- [YOUR GOAL]: The expected response is the full set of records, unchanged.

- [DATA RECORDS]:
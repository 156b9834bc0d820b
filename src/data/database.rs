//! SQLite account store operations
//!
//! All database access goes through this module.
//! Uses SQLx with plain queries and positional binds.

use chrono::{DateTime, Utc};
use sqlx::{Pool, Sqlite, SqlitePool};
use std::path::Path;

use super::models::*;
use crate::error::AppError;

/// Database connection pool wrapper.
pub struct Database {
    pool: Pool<Sqlite>,
}

impl Database {
    // =========================================================================
    // Connection
    // =========================================================================

    /// Connect to SQLite database
    ///
    /// Creates the database file if it doesn't exist.
    /// Runs pending migrations automatically.
    ///
    /// # Arguments
    /// * `path` - Path to SQLite database file
    ///
    /// # Errors
    /// Returns error if connection or migration fails
    pub async fn connect(path: &Path) -> Result<Self, AppError> {
        // Create parent directory if it doesn't exist
        if let Some(parent) = path.parent() {
            std::fs::create_dir_all(parent).map_err(|e| AppError::Database(sqlx::Error::Io(e)))?;
        }

        // Create connection string
        let connection_string = format!("sqlite:{}?mode=rwc", path.display());

        // Create connection pool
        let pool = SqlitePool::connect(&connection_string).await?;

        // Run migrations
        sqlx::migrate!("./migrations")
            .run(&pool)
            .await
            .map_err(|e| {
                tracing::error!("Migration failed: {}", e);
                AppError::Internal(anyhow::anyhow!("Migration failed: {}", e))
            })?;

        tracing::info!("Database connected and migrated successfully");

        Ok(Self { pool })
    }

    // =========================================================================
    // Accounts
    // =========================================================================

    /// List every account record in the store
    pub async fn list_accounts(&self) -> Result<Vec<AccountRecord>, AppError> {
        let accounts = sqlx::query_as::<_, AccountRecord>(
            "SELECT * FROM accounts ORDER BY username COLLATE NOCASE",
        )
        .fetch_all(&self.pool)
        .await?;

        Ok(accounts)
    }

    /// Look up an account by its email join key
    pub async fn get_account_by_email(
        &self,
        email: &str,
    ) -> Result<Option<AccountRecord>, AppError> {
        let account =
            sqlx::query_as::<_, AccountRecord>("SELECT * FROM accounts WHERE email = ? LIMIT 1")
                .bind(email)
                .fetch_optional(&self.pool)
                .await?;

        Ok(account)
    }

    /// Look up an account by its public username
    pub async fn get_account_by_username(
        &self,
        username: &str,
    ) -> Result<Option<AccountRecord>, AppError> {
        let account =
            sqlx::query_as::<_, AccountRecord>("SELECT * FROM accounts WHERE username = ? LIMIT 1")
                .bind(username)
                .fetch_optional(&self.pool)
                .await?;

        Ok(account)
    }

    /// Insert an account record unless one already exists for its email.
    ///
    /// This is atomic at the SQL statement level: concurrent first logins
    /// for the same email race here, and exactly one insert wins.
    ///
    /// # Returns
    /// `true` if inserted, `false` if a record already existed for the email.
    pub async fn insert_account_if_absent(
        &self,
        account: &AccountRecord,
    ) -> Result<bool, AppError> {
        let result = sqlx::query(
            r#"
            INSERT INTO accounts (
                id, email, username, display_name, description,
                thumb_url, locale, created_at, updated_at
            ) VALUES (?, ?, ?, ?, ?, ?, ?, ?, ?)
            ON CONFLICT(email) DO NOTHING
            "#,
        )
        .bind(&account.id)
        .bind(&account.email)
        .bind(&account.username)
        .bind(&account.display_name)
        .bind(&account.description)
        .bind(&account.thumb_url)
        .bind(&account.locale)
        .bind(account.created_at)
        .bind(account.updated_at)
        .execute(&self.pool)
        .await?;

        Ok(result.rows_affected() == 1)
    }

    // =========================================================================
    // Sessions
    // =========================================================================

    /// Insert a new session row
    pub async fn insert_session(&self, session: &SessionRecord) -> Result<(), AppError> {
        sqlx::query(
            r#"
            INSERT INTO sessions (id, email, created_at, expires_at)
            VALUES (?, ?, ?, ?)
            "#,
        )
        .bind(&session.id)
        .bind(&session.email)
        .bind(session.created_at)
        .bind(session.expires_at)
        .execute(&self.pool)
        .await?;

        Ok(())
    }

    /// Check whether a session row is still live (present and unexpired)
    pub async fn session_is_live(&self, session_id: &str) -> Result<bool, AppError> {
        let live = sqlx::query_scalar::<_, i64>(
            "SELECT COUNT(*) FROM sessions WHERE id = ? AND expires_at > ?",
        )
        .bind(session_id)
        .bind(Utc::now())
        .fetch_one(&self.pool)
        .await?;

        Ok(live > 0)
    }

    /// Delete a session row. Idempotent: deleting a missing row is not an
    /// error.
    pub async fn delete_session(&self, session_id: &str) -> Result<(), AppError> {
        sqlx::query("DELETE FROM sessions WHERE id = ?")
            .bind(session_id)
            .execute(&self.pool)
            .await?;

        Ok(())
    }

    /// Remove rows whose expiry has passed
    ///
    /// # Returns
    /// Number of rows removed
    pub async fn purge_expired_sessions(&self, now: DateTime<Utc>) -> Result<u64, AppError> {
        let result = sqlx::query("DELETE FROM sessions WHERE expires_at <= ?")
            .bind(now)
            .execute(&self.pool)
            .await?;

        Ok(result.rows_affected())
    }
}
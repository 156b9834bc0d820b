//! Portico binary entry point

use portico::{AppState, config};
use tracing_subscriber::{layer::SubscriberExt, util::SubscriberInitExt};

/// Application entry point
///
/// # Setup
/// 1. Initialize tracing/logging
/// 2. Load configuration from file and environment
/// 3. Initialize AppState
/// 4. Build Axum router
/// 5. Start HTTP server
#[tokio::main]
async fn main() -> Result<(), Box<dyn std::error::Error>> {
    // 1. Initialize tracing/logging
    let log_format =
        std::env::var("PORTICO__LOGGING__FORMAT").unwrap_or_else(|_| "pretty".to_string());

    if log_format == "json" {
        tracing_subscriber::registry()
            .with(
                tracing_subscriber::EnvFilter::try_from_default_env()
                    .unwrap_or_else(|_| "portico=info,tower_http=debug".into()),
            )
            .with(tracing_subscriber::fmt::layer().json())
            .init();
    } else {
        tracing_subscriber::registry()
            .with(
                tracing_subscriber::EnvFilter::try_from_default_env()
                    .unwrap_or_else(|_| "portico=info,tower_http=debug".into()),
            )
            .with(tracing_subscriber::fmt::layer().pretty())
            .init();
    }

    tracing::info!("Starting Portico...");

    // 2. Load configuration
    let config = config::AppConfig::load()?;
    tracing::info!(
        domain = %config.server.domain,
        protocol = %config.server.protocol,
        "Configuration loaded"
    );

    // 3. Initialize application state
    let state = AppState::new(config.clone()).await?;

    // 4. Build Axum router
    let app = portico::build_router(state);

    // 5. Start HTTP server
    let addr = format!("{}:{}", config.server.host, config.server.port);
    let listener = tokio::net::TcpListener::bind(&addr).await?;

    tracing::info!("Server listening on {}", addr);
    tracing::info!("Public URL: {}", config.server.base_url());

    // Start server
    axum::serve(listener, app).await?;

    Ok(())
}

- [ANSWER FOR THE TASK]:
repository 156b9834bc0d820b
filename src/data/database.rs
//! SQLite account store operations
//!
//! All database access goes through this module.
//! Uses SQLx with plain queries and positional binds.

use chrono::{DateTime, Utc};
use sqlx::{Pool, Sqlite, SqlitePool};
use std::path::Path;

use super::models::*;
use crate::error::AppError;

/// Database connection pool wrapper.
pub struct Database {
    pool: Pool<Sqlite>,
}

impl Database {
    // =========================================================================
    // Connection
    // =========================================================================

    /// Connect to SQLite database
    ///
    /// Creates the database file if it doesn't exist.
    /// Runs pending migrations automatically.
    ///
    /// # Arguments
    /// * `path` - Path to SQLite database file
    ///
    /// # Errors
    /// Returns error if connection or migration fails
    pub async fn connect(path: &Path) -> Result<Self, AppError> {
        // Create parent directory if it doesn't exist
        if let Some(parent) = path.parent() {
            std::fs::create_dir_all(parent).map_err(|e| AppError::Database(sqlx::Error::Io(e)))?;
        }

        // Create connection string
        let connection_string = format!("sqlite:{}?mode=rwc", path.display());

        // Create connection pool
        let pool = SqlitePool::connect(&connection_string).await?;

        // Run migrations
        sqlx::migrate!("./migrations")
            .run(&pool)
            .await
            .map_err(|e| {
                tracing::error!("Migration failed: {}", e);
                AppError::Internal(anyhow::anyhow!("Migration failed: {}", e))
            })?;

        tracing::info!("Database connected and migrated successfully");

        Ok(Self { pool })
    }

    // =========================================================================
    // Accounts
    // =========================================================================

    /// List every account record in the store
    pub async fn list_accounts(&self) -> Result<Vec<AccountRecord>, AppError> {
        let accounts = sqlx::query_as::<_, AccountRecord>(
            "SELECT * FROM accounts ORDER BY username COLLATE NOCASE",
        )
        .fetch_all(&self.pool)
        .await?;

        Ok(accounts)
    }

    /// Look up an account by its email join key
    pub async fn get_account_by_email(
        &self,
        email: &str,
    ) -> Result<Option<AccountRecord>, AppError> {
        let account =
            sqlx::query_as::<_, AccountRecord>("SELECT * FROM accounts WHERE email = ? LIMIT 1")
                .bind(email)
                .fetch_optional(&self.pool)
                .await?;

        Ok(account)
    }

    /// Look up an account by its public username
    pub async fn get_account_by_username(
        &self,
        username: &str,
    ) -> Result<Option<AccountRecord>, AppError> {
        let account =
            sqlx::query_as::<_, AccountRecord>("SELECT * FROM accounts WHERE username = ? LIMIT 1")
                .bind(username)
                .fetch_optional(&self.pool)
                .await?;

        Ok(account)
    }

    /// Insert an account record unless one already exists for its email.
    ///
    /// This is atomic at the SQL statement level: concurrent first logins
    /// for the same email race here, and exactly one insert wins.
    ///
    /// # Returns
    /// `true` if inserted, `false` if a record already existed for the email.
    pub async fn insert_account_if_absent(
        &self,
        account: &AccountRecord,
    ) -> Result<bool, AppError> {
        let result = sqlx::query(
            r#"
            INSERT INTO accounts (
                id, email, username, display_name, description,
                thumb_url, locale, created_at, updated_at
            ) VALUES (?, ?, ?, ?, ?, ?, ?, ?, ?)
            ON CONFLICT(email) DO NOTHING
            "#,
        )
        .bind(&account.id)
        .bind(&account.email)
        .bind(&account.username)
        .bind(&account.display_name)
        .bind(&account.description)
        .bind(&account.thumb_url)
        .bind(&account.locale)
        .bind(account.created_at)
        .bind(account.updated_at)
        .execute(&self.pool)
        .await?;

        Ok(result.rows_affected() == 1)
    }

    // =========================================================================
    // Sessions
    // =========================================================================

    /// Insert a new session row
    pub async fn insert_session(&self, session: &SessionRecord) -> Result<(), AppError> {
        sqlx::query(
            r#"
            INSERT INTO sessions (id, email, created_at, expires_at)
            VALUES (?, ?, ?, ?)
            "#,
        )
        .bind(&session.id)
        .bind(&session.email)
        .bind(session.created_at)
        .bind(session.expires_at)
        .execute(&self.pool)
        .await?;

        Ok(())
    }

    /// Check whether a session row is still live (present and unexpired)
    pub async fn session_is_live(&self, session_id: &str) -> Result<bool, AppError> {
        let live = sqlx::query_scalar::<_, i64>(
            "SELECT COUNT(*) FROM sessions WHERE id = ? AND expires_at > ?",
        )
        .bind(session_id)
        .bind(Utc::now())
        .fetch_one(&self.pool)
        .await?;

        Ok(live > 0)
    }

    /// Delete a session row. Idempotent: deleting a missing row is not an
    /// error.
    pub async fn delete_session(&self, session_id: &str) -> Result<(), AppError> {
        sqlx::query("DELETE FROM sessions WHERE id = ?")
            .bind(session_id)
            .execute(&self.pool)
            .await?;

        Ok(())
    }

    /// Remove rows whose expiry has passed
    ///
    /// # Returns
    /// Number of rows removed
    pub async fn purge_expired_sessions(&self, now: DateTime<Utc>) -> Result<u64, AppError> {
        let result = sqlx::query("DELETE FROM sessions WHERE expires_at <= ?")
            .bind(now)
            .execute(&self.pool)
            .await?;

        Ok(result.rows_affected())
    }
}
repository 156b9834bc0d820b
//! Portico binary entry point

use portico::{AppState, config};
use tracing_subscriber::{layer::SubscriberExt, util::SubscriberInitExt};

/// Application entry point
///
/// # Setup
/// 1. Initialize tracing/logging
/// 2. Load configuration from file and environment
/// 3. Initialize AppState
/// 4. Build Axum router
/// 5. Start HTTP server
#[tokio::main]
async fn main() -> Result<(), Box<dyn std::error::Error>> {
    // 1. Initialize tracing/logging
    let log_format =
        std::env::var("PORTICO__LOGGING__FORMAT").unwrap_or_else(|_| "pretty".to_string());

    if log_format == "json" {
        tracing_subscriber::registry()
            .with(
                tracing_subscriber::EnvFilter::try_from_default_env()
                    .unwrap_or_else(|_| "portico=info,tower_http=debug".into()),
            )
            .with(tracing_subscriber::fmt::layer().json())
            .init();
    } else {
        tracing_subscriber::registry()
            .with(
                tracing_subscriber::EnvFilter::try_from_default_env()
                    .unwrap_or_else(|_| "portico=info,tower_http=debug".into()),
            )
            .with(tracing_subscriber::fmt::layer().pretty())
            .init();
    }

    tracing::info!("Starting Portico...");

    // 2. Load configuration
    let config = config::AppConfig::load()?;
    tracing::info!(
        domain = %config.server.domain,
        protocol = %config.server.protocol,
        "Configuration loaded"
    );

    // 3. Initialize application state
    let state = AppState::new(config.clone()).await?;

    // 4. Build Axum router
    let app = portico::build_router(state);

    // 5. Start HTTP server
    let addr = format!("{}:{}", config.server.host, config.server.port);
    let listener = tokio::net::TcpListener::bind(&addr).await?;

    tracing::info!("Server listening on {}", addr);
    tracing::info!("Public URL: {}", config.server.base_url());

    // Start server
    axum::serve(listener, app).await?;

    Ok(())
}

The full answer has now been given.